READ MORE: What does the weakened Norwegian krone mean for you?

There are several factors contributing to the krone's decline in recent weeks and months. For starters, the krone is strongly affected by interest rates in other countries. The key policy rate in Norway is generally lower than in other countries. 


The lower key policy rate in Norway, therefore, makes the Norwegian krone less attractive to investors. In the past, the opposite was true, where the country's high-interest rates made the krone a more attractive proposition.

Higher interest rates in the US and Eurozone mean investors are more interested in buying dollars than the Norwegian krone. 

Additionally, the krone is being affected by other factors, such as uncertainty in the stock market following the collapse of Silicon Valley Bank. Uncertainty on the market, in turn, affects investors' appetite for risk, which due to some of the factors mentioned, makes the krone even more unattractive.

Furthermore, Norway's economy is based on selling commodities like oil and gas. Therefore, as prices of oil and gas fall, so does the krone (generally). 

One factor that compounds all of this is the fact that Norway is subject to a floating exchange rate policy. Essentially, this means that Norges Bank doesn't intervene in the market to try and support the currency. 

In contrast, some European countries have their domestic currencies tied to the euro. Norway's Scandinavian neighbour Denmark is an example of this. Here, central banks  intervene to ensure that the exchange rate of their domestic currency and the euro stays the same. This is referred to as a fixed exchange policy. 

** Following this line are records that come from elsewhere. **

use crate::{
    ast::InputValue,
    parser::{ParseError, ParseResult, Parser, Spanning, Token},
    value::ScalarValue,
};

pub fn parse_value_literal(parser: &mut Parser<'_>, is_const: bool) -> ParseResult<InputValue> {
    match parser.peek().item {
        Token::BracketOpen => parse_list_literal(parser, is_const),
        Token::CurlyOpen => parse_object_literal(parser, is_const),
        Token::Dollar if !is_const => parse_variable_literal(parser),
        Token::Int(i) => Ok(parser.next_token()?.map(|_| {
            // Literals fitting `Int` stay `Int`; wider ones become `Long`.
            match i32::try_from(i) {
                Ok(i) => InputValue::scalar(i),
                Err(_) => InputValue::scalar(i),
            }
        })),
        Token::Float(f) => Ok(parser.next_token()?.map(|_| InputValue::scalar(f))),
        Token::String(_) => Ok(parser.next_token()?.map(|t| {
            if let Token::String(s) = t {
                InputValue::Scalar(ScalarValue::String(s))
            } else {
                unreachable!("`String` token")
            }
        })),
        Token::Name("true") => Ok(parser.next_token()?.map(|_| InputValue::scalar(true))),
        Token::Name("false") => Ok(parser.next_token()?.map(|_| InputValue::scalar(false))),
        Token::Name("null") => Ok(parser.next_token()?.map(|_| InputValue::null())),
        Token::Name(name) => {
            let name = name.to_owned();
            Ok(parser
                .next_token()?
                .map(|_| InputValue::enum_value(&name)))
        }
        _ => Err(parser.next_token()?.map(ParseError::unexpected_token)),
    }
}

fn parse_list_literal(parser: &mut Parser<'_>, is_const: bool) -> ParseResult<InputValue> {
    Ok(parser
        .delimited_list(
            &Token::BracketOpen,
            |p| parse_value_literal(p, is_const),
            &Token::BracketClose,
        )?
        .map(InputValue::List))
}

fn parse_object_literal(parser: &mut Parser<'_>, is_const: bool) -> ParseResult<InputValue> {
    Ok(parser
        .delimited_list(
            &Token::CurlyOpen,
            |p| parse_object_field(p, is_const),
            &Token::CurlyClose,
        )?
        .map(|items| InputValue::Object(items.into_iter().map(|s| s.item).collect())))
}

fn parse_object_field(
    parser: &mut Parser<'_>,
    is_const: bool,
) -> ParseResult<(Spanning<crate::ast::Name>, Spanning<InputValue>)> {
    let key = parser.expect_name()?;
    parser.expect(&Token::Colon)?;
    let value = parse_value_literal(parser, is_const)?;

    Ok(Spanning::start_end(
        &key.span.start,
        &value.span.end.clone(),
        (key.map(Into::into), value),
    ))
}

fn parse_variable_literal(parser: &mut Parser<'_>) -> ParseResult<InputValue> {
    let Spanning {
        span: start_span, ..
    } = parser.expect(&Token::Dollar)?;
    let name = parser.expect_name()?;

    Ok(Spanning::start_end(
        &start_span.start,
        &name.span.end,
        InputValue::variable(name.item),
    ))
}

In other cases, comparable European countries to Norway use the euro.

As the krone is a free-floating currency and isn't tied to anything, it essentially means that it is more volatile than other currencies. 

"The krone is an exposed currency when it's windy. The market turmoil caused by the bank collapse affects everyone. In such a situation, the krone is more volatile and often more sensitive to uncertainty," Nils Kristian Knudsen recently told financial news publication Dagens Næringsliv (DN)

Moving forward, a forecast from the bank Nordea indicates that the krone may remain weak until the summer

Chief economist Elisabeth Holvik at Sparebank 1 also believes that the krone will continue to struggle in the short-term. 

"There are no trends that point to the krone strengthening again. We are approaching the crisis levels from the pandemic, when the financial market in Norway was close to stopping had it not been for the US central bank creating a scheme for lending dollars to Norges Bank," she told DN.